Originally Posted by CapriRacer View Post
That would seem to confirm that it is the 15" option that has the pressure split

Oh, if it were just that simple. The tire manufacturer is the one who decides what max pressure is to be imprinted and he is constrained to use those 3 pressures, and by the speed rating. You will find S and T rated tires with a max pressure of 44 or 51 psi, even though the speed rating test is performed at 35 psi.

No, this is the height of capitalism. Making money off of selling information.

No, the formula you shared is tantalizingly close. It just uses some faulty assumptions. The result it provides will be within shouting distance of what it would get if it hadn't made those assumptions.

Then there is the issue of what people like in the way of vehicle handling. When I was calling on Ford, I talked to the ride engineers - the ones the specify the spring, shock, and sway bar settings. Their job was to ignore their own preferences and delivery a product that met the goals as determined by the management team.
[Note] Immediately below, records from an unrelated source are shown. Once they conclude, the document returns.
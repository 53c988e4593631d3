//! Runs downloads through the active provider, keyed by caller handles

use super::progress::{DownloadEvent, DownloadExtras, DownloadRequest, Handle};
use super::session::{DownloadSession, SessionState};
use crate::extractor::FormatProvider;
use crate::utils::error::RavenError;
use anyhow::Result;
use std::collections::HashMap;
use std::path::PathBuf;
use std::sync::Arc;
use tokio::sync::{mpsc, Mutex};
use tokio_util::sync::CancellationToken;
use tracing::{debug, error, info, warn};

/// Relay buffer between a provider and the orchestrator
const RELAY_CAPACITY: usize = 64;

struct ActiveDownload {
    session: DownloadSession,
    cancel: CancellationToken,
}

/// Download orchestrator
///
/// Any number of downloads may run concurrently. Every event carries the
/// handle it belongs to and each handle gets exactly one terminal event.
pub struct DownloadOrchestrator {
    provider: Arc<dyn FormatProvider>,
    working_dir: PathBuf,
    downloads: Arc<Mutex<HashMap<Handle, ActiveDownload>>>,
}

impl DownloadOrchestrator {
    pub fn new(provider: Arc<dyn FormatProvider>, working_dir: PathBuf) -> Self {
        Self {
            provider,
            working_dir,
            downloads: Arc::new(Mutex::new(HashMap::new())),
        }
    }

    pub fn working_dir(&self) -> &PathBuf {
        &self.working_dir
    }

    /// Start a download without extra switches
    pub async fn start_download(
        &self,
        url: &str,
        format_id: &str,
        output_template: &str,
        handle: Handle,
        events: mpsc::Sender<DownloadEvent>,
    ) -> Result<()> {
        self.start_download_with(
            url,
            format_id,
            output_template,
            DownloadExtras::default(),
            handle,
            events,
        )
        .await
    }

    /// Start a download. Events for `handle` are sent to `events`.
    ///
    /// Fails with `HandleInUse` while an earlier download with the same
    /// handle has not reached a terminal state. A terminal session under the
    /// same handle is replaced.
    pub async fn start_download_with(
        &self,
        url: &str,
        format_id: &str,
        output_template: &str,
        extras: DownloadExtras,
        handle: Handle,
        events: mpsc::Sender<DownloadEvent>,
    ) -> Result<()> {
        let cancel = CancellationToken::new();
        {
            let mut downloads = self.downloads.lock().await;
            if let Some(existing) = downloads.get(&handle) {
                if !existing.session.state.is_terminal() {
                    return Err(RavenError::HandleInUse(handle).into());
                }
            }
            let mut session = DownloadSession::new(handle, url, format_id, output_template);
            session.state = SessionState::Running;
            downloads.insert(
                handle,
                ActiveDownload {
                    session,
                    cancel: cancel.clone(),
                },
            );
        }

        let request = DownloadRequest {
            handle,
            url: url.to_string(),
            format_id: format_id.to_string(),
            output_template: output_template.to_string(),
            working_dir: self.working_dir.clone(),
            extras,
        };

        info!(
            "Starting download {} via {}: {} [{}]",
            handle,
            self.provider.id(),
            url,
            format_id
        );

        let provider = Arc::clone(&self.provider);
        let downloads = Arc::clone(&self.downloads);
        tokio::spawn(async move {
            let (relay_tx, mut relay_rx) = mpsc::channel(RELAY_CAPACITY);
            let worker = tokio::spawn(async move {
                provider.download(request, cancel, relay_tx).await;
            });

            let mut terminal_sent = false;
            while let Some(event) = relay_rx.recv().await {
                if event.handle() != handle {
                    warn!(
                        "Dropping event for handle {} on the channel of {}",
                        event.handle(),
                        handle
                    );
                    continue;
                }
                if terminal_sent {
                    debug!("Ignoring event after terminal for {}: {:?}", handle, event);
                    continue;
                }
                terminal_sent = event.is_terminal();
                Self::record(&downloads, &event).await;
                let _ = events.send(event).await;
            }

            if let Err(e) = worker.await {
                error!("Download worker for {} ended abnormally: {}", handle, e);
            }

            // Provider broke its contract; the caller still gets a terminal event
            if !terminal_sent {
                let event = DownloadEvent::Failed {
                    handle,
                    message: RavenError::DownloadError("ended without a result".into())
                        .to_string(),
                };
                Self::record(&downloads, &event).await;
                let _ = events.send(event).await;
            }
        });

        Ok(())
    }

    async fn record(downloads: &Mutex<HashMap<Handle, ActiveDownload>>, event: &DownloadEvent) {
        let mut downloads = downloads.lock().await;
        if let Some(active) = downloads.get_mut(&event.handle()) {
            active.session.apply(event);
        }
        match event {
            DownloadEvent::Finished { handle, file_path } => {
                info!("Download {} finished: {:?}", handle, file_path)
            }
            DownloadEvent::Failed { handle, message } => {
                error!("Download {} failed: {}", handle, message)
            }
            DownloadEvent::Cancelled { handle } => info!("Download {} cancelled", handle),
            DownloadEvent::Progress { .. } => {}
        }
    }

    /// Cancel every running download. Returns how many were signalled.
    ///
    /// Library-backed downloads cannot be interrupted, so this only logs in
    /// that mode.
    pub async fn stop_process(&self) -> usize {
        if !self.provider.supports_cancel() {
            warn!(
                "Stop requested but {} downloads cannot be interrupted",
                self.provider.id()
            );
            return 0;
        }

        let downloads = self.downloads.lock().await;
        let mut stopped = 0;
        for active in downloads.values() {
            if !active.session.state.is_terminal() && !active.cancel.is_cancelled() {
                active.cancel.cancel();
                stopped += 1;
            }
        }
        info!("Stop requested, signalled {} download(s)", stopped);
        stopped
    }

    /// Cancel one download
    pub async fn cancel(&self, handle: Handle) -> Result<()> {
        let downloads = self.downloads.lock().await;
        let active = downloads
            .get(&handle)
            .ok_or(RavenError::SessionNotFound(handle))?;

        if active.session.state.is_terminal() {
            debug!("Download {} already finished, nothing to cancel", handle);
            return Ok(());
        }
        if !self.provider.supports_cancel() {
            return Err(RavenError::OperationFailed(format!(
                "{} downloads cannot be cancelled",
                self.provider.id()
            ))
            .into());
        }

        active.cancel.cancel();
        Ok(())
    }

    /// Snapshot of one session
    pub async fn session(&self, handle: Handle) -> Option<DownloadSession> {
        self.downloads
            .lock()
            .await
            .get(&handle)
            .map(|a| a.session.clone())
    }

    /// Snapshot of every known session, ordered by handle
    pub async fn sessions(&self) -> Vec<DownloadSession> {
        let downloads = self.downloads.lock().await;
        let mut sessions: Vec<_> = downloads.values().map(|a| a.session.clone()).collect();
        sessions.sort_by_key(|s| s.handle);
        sessions
    }

    /// Forget a finished session and return it. Running sessions stay.
    pub async fn acknowledge(&self, handle: Handle) -> Option<DownloadSession> {
        let mut downloads = self.downloads.lock().await;
        match downloads.get(&handle) {
            Some(active) if active.session.state.is_terminal() => {
                downloads.remove(&handle).map(|a| a.session)
            }
            _ => None,
        }
    }

    /// Number of downloads not yet in a terminal state
    pub async fn active_count(&self) -> usize {
        self.downloads
            .lock()
            .await
            .values()
            .filter(|a| !a.session.state.is_terminal())
            .count()
    }
}

#[cfg(test)]
mod tests {
    use super::*;
    use crate::extractor::{ExtractEvent, ProviderMode};
    use async_trait::async_trait;

    /// Emits one progress step then waits for cancellation or finishes
    struct ScriptedProvider {
        wait_for_cancel: bool,
    }

    #[async_trait]
    impl FormatProvider for ScriptedProvider {
        fn id(&self) -> &'static str {
            "scripted"
        }

        fn mode(&self) -> ProviderMode {
            ProviderMode::Subprocess
        }

        async fn extract(
            &self,
            _url: &str,
            _is_playlist: bool,
            _cancel: CancellationToken,
            events: mpsc::Sender<ExtractEvent>,
        ) {
            let _ = events.send(ExtractEvent::Finished).await;
        }

        async fn download(
            &self,
            request: DownloadRequest,
            cancel: CancellationToken,
            events: mpsc::Sender<DownloadEvent>,
        ) {
            let handle = request.handle;
            let _ = events.send(DownloadEvent::Progress { handle, percent: 50 }).await;
            if self.wait_for_cancel {
                cancel.cancelled().await;
                let _ = events.send(DownloadEvent::Cancelled { handle }).await;
            } else {
                let _ = events
                    .send(DownloadEvent::Finished {
                        handle,
                        file_path: Some(request.working_dir.join("out.mp4")),
                    })
                    .await;
            }
        }

        fn supports_cancel(&self) -> bool {
            true
        }
    }

    /// Returns without sending anything
    struct SilentProvider;

    #[async_trait]
    impl FormatProvider for SilentProvider {
        fn id(&self) -> &'static str {
            "silent"
        }

        fn mode(&self) -> ProviderMode {
            ProviderMode::Library
        }

        async fn extract(
            &self,
            _url: &str,
            _is_playlist: bool,
            _cancel: CancellationToken,
            events: mpsc::Sender<ExtractEvent>,
        ) {
            let _ = events.send(ExtractEvent::Finished).await;
        }

        async fn download(
            &self,
            _request: DownloadRequest,
            _cancel: CancellationToken,
            _events: mpsc::Sender<DownloadEvent>,
        ) {
        }

        fn supports_cancel(&self) -> bool {
            false
        }
    }

    async fn drain_until_terminal(rx: &mut mpsc::Receiver<DownloadEvent>) -> Vec<DownloadEvent> {
        let mut seen = Vec::new();
        while let Some(event) = rx.recv().await {
            let done = event.is_terminal();
            seen.push(event);
            if done {
                break;
            }
        }
        seen
    }

    #[tokio::test]
    async fn test_download_finishes() {
        let orchestrator = DownloadOrchestrator::new(
            Arc::new(ScriptedProvider { wait_for_cancel: false }),
            PathBuf::from("/downloads"),
        );
        let (tx, mut rx) = mpsc::channel(16);
        orchestrator
            .start_download("https://youtu.be/abc", "18", "%(id)s.%(ext)s", 7, tx)
            .await
            .unwrap();

        let events = drain_until_terminal(&mut rx).await;
        assert_eq!(events[0], DownloadEvent::Progress { handle: 7, percent: 50 });
        assert_eq!(
            events[1],
            DownloadEvent::Finished {
                handle: 7,
                file_path: Some(PathBuf::from("/downloads/out.mp4"))
            }
        );

        // Sessions are recorded before the event is forwarded
        let session = orchestrator.acknowledge(7).await.unwrap();
        assert_eq!(session.state, SessionState::Succeeded);
        assert_eq!(session.progress, 100);
        assert!(orchestrator.session(7).await.is_none());
    }

    #[tokio::test]
    async fn test_handle_in_use() {
        let orchestrator = DownloadOrchestrator::new(
            Arc::new(ScriptedProvider { wait_for_cancel: true }),
            PathBuf::from("."),
        );
        let (tx, mut rx) = mpsc::channel(16);
        orchestrator
            .start_download("u", "f", "t", 1, tx.clone())
            .await
            .unwrap();

        let err = orchestrator
            .start_download("u", "f", "t", 1, tx)
            .await
            .unwrap_err();
        assert!(matches!(
            err.downcast_ref::<RavenError>(),
            Some(RavenError::HandleInUse(1))
        ));

        orchestrator.cancel(1).await.unwrap();
        let events = drain_until_terminal(&mut rx).await;
        assert_eq!(events.last(), Some(&DownloadEvent::Cancelled { handle: 1 }));
    }

    #[tokio::test]
    async fn test_stop_process_cancels_all() {
        let orchestrator = DownloadOrchestrator::new(
            Arc::new(ScriptedProvider { wait_for_cancel: true }),
            PathBuf::from("."),
        );
        let (tx, mut rx) = mpsc::channel(16);
        orchestrator.start_download("a", "f", "t", 1, tx.clone()).await.unwrap();
        orchestrator.start_download("b", "f", "t", 2, tx).await.unwrap();

        assert_eq!(orchestrator.stop_process().await, 2);

        let mut cancelled = Vec::new();
        while cancelled.len() < 2 {
            if let Some(DownloadEvent::Cancelled { handle }) = rx.recv().await {
                cancelled.push(handle);
            }
        }
        cancelled.sort();
        assert_eq!(cancelled, vec![1, 2]);
    }

    #[tokio::test]
    async fn test_silent_provider_still_terminates() {
        let orchestrator = DownloadOrchestrator::new(Arc::new(SilentProvider), PathBuf::from("."));
        let (tx, mut rx) = mpsc::channel(4);
        orchestrator.start_download("u", "f", "t", 9, tx).await.unwrap();

        let events = drain_until_terminal(&mut rx).await;
        assert_eq!(
            events,
            vec![DownloadEvent::Failed {
                handle: 9,
                message: "Download failed: ended without a result".into()
            }]
        );
        assert_eq!(orchestrator.stop_process().await, 0);
    }

    #[tokio::test]
    async fn test_unknown_handle() {
        let orchestrator = DownloadOrchestrator::new(Arc::new(SilentProvider), PathBuf::from("."));
        assert!(orchestrator.cancel(42).await.is_err());
        assert!(orchestrator.session(42).await.is_none());
        assert!(orchestrator.acknowledge(42).await.is_none());
        assert_eq!(orchestrator.active_count().await, 0);
    }
}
But one of the items NOT on the agenda was tire pressure. That had been predetermined based on a procedure the company had loads of experience with.

However, that result of tire pressure, spring rate, sway bar size, and shock damping didn't always appeal to every driver and it is common for folks to tune their car by using a tire pressure different than what is on the vehicle tire placard. The danger is not using enough tire pressure - which increases the risk of a structural tire failure - or using too much that wet traction is significantly reduced.

So, as far as my friend's 2005 Subaru Legacy GT is concerned:

I checked the size listed on the GY Eagles currently on the vehicle: 'P215/45R17', load & speed index: 87W.

87 load index = 1,201 lbs.

Now here's the kicker:
Her door placard lists original tire size: '215/45ZR17'.

So her current tires are not of the original Z speed rating, but are W. Probably saved whoever had them put on at least $50 per tire! This is a 15 year old car, so the exact size listed on that door placard is probably no longer available.

My smaller Hyundai's OEM T-rated(lower speed rating than W or Z!) tires have a higher load index - 91(1,356lbs) - on a smaller car! As well as my wife's: H-Rated 91's. That likely explains why the formula worked for both our rides, and why it didn't, initially, with my friend's Legacy GT. It's got the wrong tires on it! LOL

I've already run the formula under alll the scenarios, several posts above, so I'm not going to repeat here, but I do know that I got more reasonable results for that particular Subaru with the correct load & speed rated tires plugged into it.

Last edited by RidingOnRailz; 07-02-2019 at 10:16 AM.